Elle m'a donné sans peur,
Ce baiser sur mon coeur,
Qui bat le carillon pour elle.
J'étais une ombre sans soleil,
J'ai vu la lumière du Ciel...
En effet, cette scène est douce et accueillante d'abord par la douceur du ton de Quasimodo, mais également par le jeu d'ombres et de lumières employé. La couleur dominante est le bleu ; en fait, ce sont les rayons de la lune qui viennent se refléter dans le clocher de Quasimodo. J'ai remarqué que dans beaucoup de dessins animés, japonais entre autre, le bleu représente les gentils, les héros, et le rouge les méchants. Et c'est ce qui se passe ici, Disney nous présente en fait la même idée de deux manières différentes : Quasimodo pense à Esmeralda avec douceur et mélancolie alors que Frollo y pense avec passion et violence.
Nous sommes du haut du clocher avec Quasimodo, puis la caméra descend et pénètre dans la cathédrale où l'on célèbre la messe du soir. Puis, elle traverse la place et découvre Frollo, dans une chambre froide et nue du Palais de Justice. Il se tient devant la cheminée et ne parvient plus à refouler sa passion pour Esmeralda. Dans le chapitre I, intitulé "Fièvre", du livre IX du roman Frollo rit : "... affreusement, et tout à coup il redevint pâle en considérant le côté le plus sinistre de sa fatale passion, de cet amour corrosif, venimeux, haineux implacable, qui n'avait abouti qu'au gibet pour l'une, à l'enfer pour l'autre : elle condamnée, lui damné... ".

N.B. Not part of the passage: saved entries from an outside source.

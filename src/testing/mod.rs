use std::collections::HashMap;
use std::sync::atomic::{AtomicUsize, Ordering};
use std::sync::Arc;

use async_trait::async_trait;
use axum::body::Body;
use axum::http::{header, Method, Request, StatusCode};
use axum::Router;
use chrono::{TimeZone, Utc};
use serde_json::Value;
use tokio::sync::RwLock;
use tower::ServiceExt;

use crate::app::{self, AppState};
use crate::auth::{Claims, JwtKeys, Role};
use crate::config::AppConfig;
use crate::database::models::{Plan, Token, TokenSettings, User};
use crate::database::store::{Store, TableCount};
use crate::database::DatabaseError;
use crate::services::settings_patch::SettingsPatch;

pub const TEST_SECRET: &str = "tokenlens-test-secret";

pub const ORG_A: &str = "org-a";
pub const ORG_B: &str = "org-b";
pub const MEMBER_A: &str = "user-a";
pub const MEMBER_B: &str = "user-b";
pub const SUPER_ADMIN: &str = "user-root";
pub const TOKEN_A: &str = "tok-a";
pub const TOKEN_B: &str = "tok-b";

#[derive(Default)]
struct Inner {
    users: Vec<User>,
    tokens: Vec<Token>,
    settings: HashMap<String, TokenSettings>,
    plans: Vec<Plan>,
    next_settings_id: usize,
}

/// In-memory `Store` mirroring the Postgres semantics
#[derive(Default)]
pub struct MemoryStore {
    inner: RwLock<Inner>,
    writes: AtomicUsize,
    /// Plan id whose update fails mid-batch, to exercise rollback
    fail_plan_update: Option<String>,
}

impl MemoryStore {
    /// Two organizations, one token each, a member in each, a super admin in
    /// org A, and plans a, b, c stored in the order c, a, b.
    pub fn seeded() -> Self {
        let created = Utc.with_ymd_and_hms(2024, 5, 1, 12, 0, 0).single().unwrap_or_else(Utc::now);
        let user = |id: &str, org: &str, role: Role| User {
            id: id.to_string(),
            organization_id: org.to_string(),
            email: format!("{}@tokenlens.test", id),
            role: role.as_str().to_string(),
            created_at: created,
        };
        let token = |id: &str, org: &str, chain_id: i64| Token {
            id: id.to_string(),
            organization_id: org.to_string(),
            name: format!("{} token", id),
            symbol: id.to_uppercase(),
            address: format!("0x{:0>40}", id.len()),
            chain_id,
            decimals: 18,
            created_at: created,
            updated_at: created,
        };
        let plan = |id: &str, sort_order: i32| Plan {
            id: id.to_string(),
            name: format!("Plan {}", id.to_uppercase()),
            sort_order,
        };

        let inner = Inner {
            users: vec![
                user(MEMBER_A, ORG_A, Role::Member),
                user(MEMBER_B, ORG_B, Role::Member),
                user(SUPER_ADMIN, ORG_A, Role::SuperAdmin),
            ],
            tokens: vec![token(TOKEN_A, ORG_A, 8453), token(TOKEN_B, ORG_B, 84532)],
            plans: vec![plan("a", 1), plan("b", 2), plan("c", 0)],
            ..Default::default()
        };

        Self {
            inner: RwLock::new(inner),
            ..Default::default()
        }
    }

    pub fn failing_on_plan(mut self, plan_id: &str) -> Self {
        self.fail_plan_update = Some(plan_id.to_string());
        self
    }

    /// Number of successful mutations so far
    pub fn writes(&self) -> usize {
        self.writes.load(Ordering::SeqCst)
    }

    pub async fn settings_snapshot(&self) -> HashMap<String, TokenSettings> {
        self.inner.read().await.settings.clone()
    }

    pub async fn plan_orders(&self) -> HashMap<String, i32> {
        self.inner
            .read()
            .await
            .plans
            .iter()
            .map(|p| (p.id.clone(), p.sort_order))
            .collect()
    }
}

#[async_trait]
impl Store for MemoryStore {
    async fn ping(&self) -> Result<(), DatabaseError> {
        Ok(())
    }

    async fn find_user(&self, user_id: &str) -> Result<Option<User>, DatabaseError> {
        Ok(self.inner.read().await.users.iter().find(|u| u.id == user_id).cloned())
    }

    async fn list_tokens(&self, organization_id: &str) -> Result<Vec<Token>, DatabaseError> {
        let inner = self.inner.read().await;
        let mut tokens: Vec<Token> = inner
            .tokens
            .iter()
            .filter(|t| t.organization_id == organization_id)
            .cloned()
            .collect();
        tokens.sort_by(|a, b| (a.created_at, &a.id).cmp(&(b.created_at, &b.id)));
        Ok(tokens)
    }

    async fn find_token(&self, organization_id: &str, token_id: &str) -> Result<Option<Token>, DatabaseError> {
        Ok(self
            .inner
            .read()
            .await
            .tokens
            .iter()
            .find(|t| t.id == token_id && t.organization_id == organization_id)
            .cloned())
    }

    async fn find_settings(&self, token_id: &str) -> Result<Option<TokenSettings>, DatabaseError> {
        Ok(self.inner.read().await.settings.get(token_id).cloned())
    }

    async fn upsert_settings(&self, token: &Token, patch: &SettingsPatch) -> Result<TokenSettings, DatabaseError> {
        let mut inner = self.inner.write().await;
        let existing = inner.settings.get(&token.id).cloned();
        let base = match existing {
            Some(existing) => existing,
            None => {
                inner.next_settings_id += 1;
                TokenSettings::defaults_for(token, format!("settings-{}", inner.next_settings_id))
            }
        };

        let updated = patch.apply(base);
        inner.settings.insert(token.id.clone(), updated.clone());
        self.writes.fetch_add(1, Ordering::SeqCst);
        Ok(updated)
    }

    async fn list_plans(&self) -> Result<Vec<Plan>, DatabaseError> {
        let mut plans = self.inner.read().await.plans.clone();
        plans.sort_by(|a, b| (a.sort_order, &a.id).cmp(&(b.sort_order, &b.id)));
        Ok(plans)
    }

    async fn reorder_plans(&self, order: &[String]) -> Result<(), DatabaseError> {
        let mut inner = self.inner.write().await;

        if let Some(unknown) = order.iter().find(|id| !inner.plans.iter().any(|p| &p.id == *id)) {
            return Err(DatabaseError::UnknownPlan(unknown.clone()));
        }
        if order.len() != inner.plans.len() {
            return Err(DatabaseError::IncompleteOrder {
                given: order.len(),
                total: inner.plans.len(),
            });
        }

        // Stage on a copy and swap in only if every update succeeds
        let mut staged = inner.plans.clone();
        for (index, id) in order.iter().enumerate() {
            if self.fail_plan_update.as_deref() == Some(id.as_str()) {
                return Err(DatabaseError::Sqlx(sqlx::Error::Protocol(format!("simulated failure on {}", id))));
            }
            if let Some(plan) = staged.iter_mut().find(|p| &p.id == id) {
                plan.sort_order = index as i32;
            }
        }

        inner.plans = staged;
        self.writes.fetch_add(1, Ordering::SeqCst);
        Ok(())
    }

    async fn data_counts(&self) -> Result<Vec<TableCount>, DatabaseError> {
        let inner = self.inner.read().await;
        let mut organizations: Vec<&str> = inner.users.iter().map(|u| u.organization_id.as_str()).collect();
        organizations.sort_unstable();
        organizations.dedup();

        let counts = [
            ("organizations", organizations.len()),
            ("users", inner.users.len()),
            ("tokens", inner.tokens.len()),
            ("token_settings", inner.settings.len()),
            ("plans", inner.plans.len()),
        ];
        Ok(counts
            .into_iter()
            .map(|(table, rows)| TableCount {
                table: table.to_string(),
                rows: rows as i64,
            })
            .collect())
    }
}

/// Router wired to an in-memory store, plus the store for assertions
pub struct TestApp {
    pub router: Router,
    pub store: Arc<MemoryStore>,
    keys: JwtKeys,
}

impl TestApp {
    pub fn new() -> Self {
        Self::with_store(MemoryStore::seeded())
    }

    pub fn with_store(store: MemoryStore) -> Self {
        let store = Arc::new(store);
        let keys = JwtKeys::from_secret(TEST_SECRET).expect("test secret");
        let state = AppState::new(store.clone(), keys.clone());
        let router = app::router(state, &AppConfig::development());
        Self { router, store, keys }
    }

    /// Bearer token for a seeded user, claiming their real organization and role
    pub fn token_for(&self, user_id: &str) -> String {
        let (org, role) = match user_id {
            MEMBER_A => (ORG_A, Role::Member),
            MEMBER_B => (ORG_B, Role::Member),
            SUPER_ADMIN => (ORG_A, Role::SuperAdmin),
            other => panic!("no seeded user {}", other),
        };
        self.sign(&Claims::new(user_id, org, role, 1).unwrap())
    }

    pub fn sign(&self, claims: &Claims) -> String {
        self.keys.generate(claims).expect("sign test token")
    }

    pub async fn send(&self, method: Method, uri: &str, token: Option<&str>, body: Option<Value>) -> (StatusCode, Value) {
        let mut builder = Request::builder().method(method).uri(uri);
        if let Some(token) = token {
            builder = builder.header(header::AUTHORIZATION, format!("Bearer {}", token));
        }
        let request = match body {
            Some(json) => builder
                .header(header::CONTENT_TYPE, "application/json")
                .body(Body::from(json.to_string())),
            None => builder.body(Body::empty()),
        }
        .expect("build request");

        let response = self.router.clone().oneshot(request).await.expect("infallible");
        let status = response.status();
        let bytes = axum::body::to_bytes(response.into_body(), usize::MAX).await.expect("read body");
        let json = if bytes.is_empty() {
            Value::Null
        } else {
            serde_json::from_slice(&bytes).unwrap_or_else(|_| Value::String(String::from_utf8_lossy(&bytes).into_owned()))
        };
        (status, json)
    }

    pub async fn send_raw(&self, method: Method, uri: &str, token: &str, content_type: &str, body: &str) -> (StatusCode, Value) {
        let request = Request::builder()
            .method(method)
            .uri(uri)
            .header(header::AUTHORIZATION, format!("Bearer {}", token))
            .header(header::CONTENT_TYPE, content_type)
            .body(Body::from(body.to_string()))
            .expect("build request");

        let response = self.router.clone().oneshot(request).await.expect("infallible");
        let status = response.status();
        let bytes = axum::body::to_bytes(response.into_body(), usize::MAX).await.expect("read body");
        (status, serde_json::from_slice(&bytes).unwrap_or(Value::Null))
    }
}

#[cfg(test)]
mod tests {
    use super::*;

    #[tokio::test]
    async fn seeded_store_hides_foreign_tokens() {
        let store = MemoryStore::seeded();
        assert!(store.find_token(ORG_A, TOKEN_A).await.unwrap().is_some());
        assert!(store.find_token(ORG_A, TOKEN_B).await.unwrap().is_none());
    }

    #[tokio::test]
    async fn failed_reorder_leaves_plans_untouched() {
        let store = MemoryStore::seeded().failing_on_plan("b");
        let before = store.plan_orders().await;

        let order = vec!["a".to_string(), "b".to_string(), "c".to_string()];
        assert!(store.reorder_plans(&order).await.is_err());
        assert_eq!(store.plan_orders().await, before);
        assert_eq!(store.writes(), 0);
    }
}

Dans la séquence bouleversante du film, pleine de sauvagerie et d'imagination, Frollo chante :
...Beata Maria,
Mon coeur a bien plus de droiture,
Qu'une commune vulgaire foule de traîne-misère.
Mais pourquoi, Maria, quand elle danse l'insolente,
Ses yeux de feu m'embrasent, et me hantent.
Quelle brûlure, Quelle torture,
Les flammes de sa chevelure,
Dévorent mon corps d'obscènes flétrissures.
Infernale, bacchanale.
L'Enfer noirçit ma chair,
Du pêché, de désir,
Le Ciel doit me punir ...
La chanson de Frollo est l'endroit du film où les artistes ont condensé consciemment la tension sexuelle autour de laquelle le livre s'articulait. Tandis que Frollo se tient devant la cheminée, il se confesse et chante ses pensées obsédantes et incontrôlées, tout en caressant le foulard de sa bien-aimée ; et les images sont de plus en plus cauchemardesques, déformées et irréelles. Dans la cheminée,Frollo voit une Esmeralda lascive en train de danser. Et soudain, sous ses pieds, des silhouettes sans visage jaillissent par files entières, menaçantes, comme les statues des saints de Notre-Dame l'avaient fait auparavant. A la fin de la scène, Frollo, complètement bouleversé, décide qu'Esmeralda doit se soumettre à lui ou périr sur le bûcher.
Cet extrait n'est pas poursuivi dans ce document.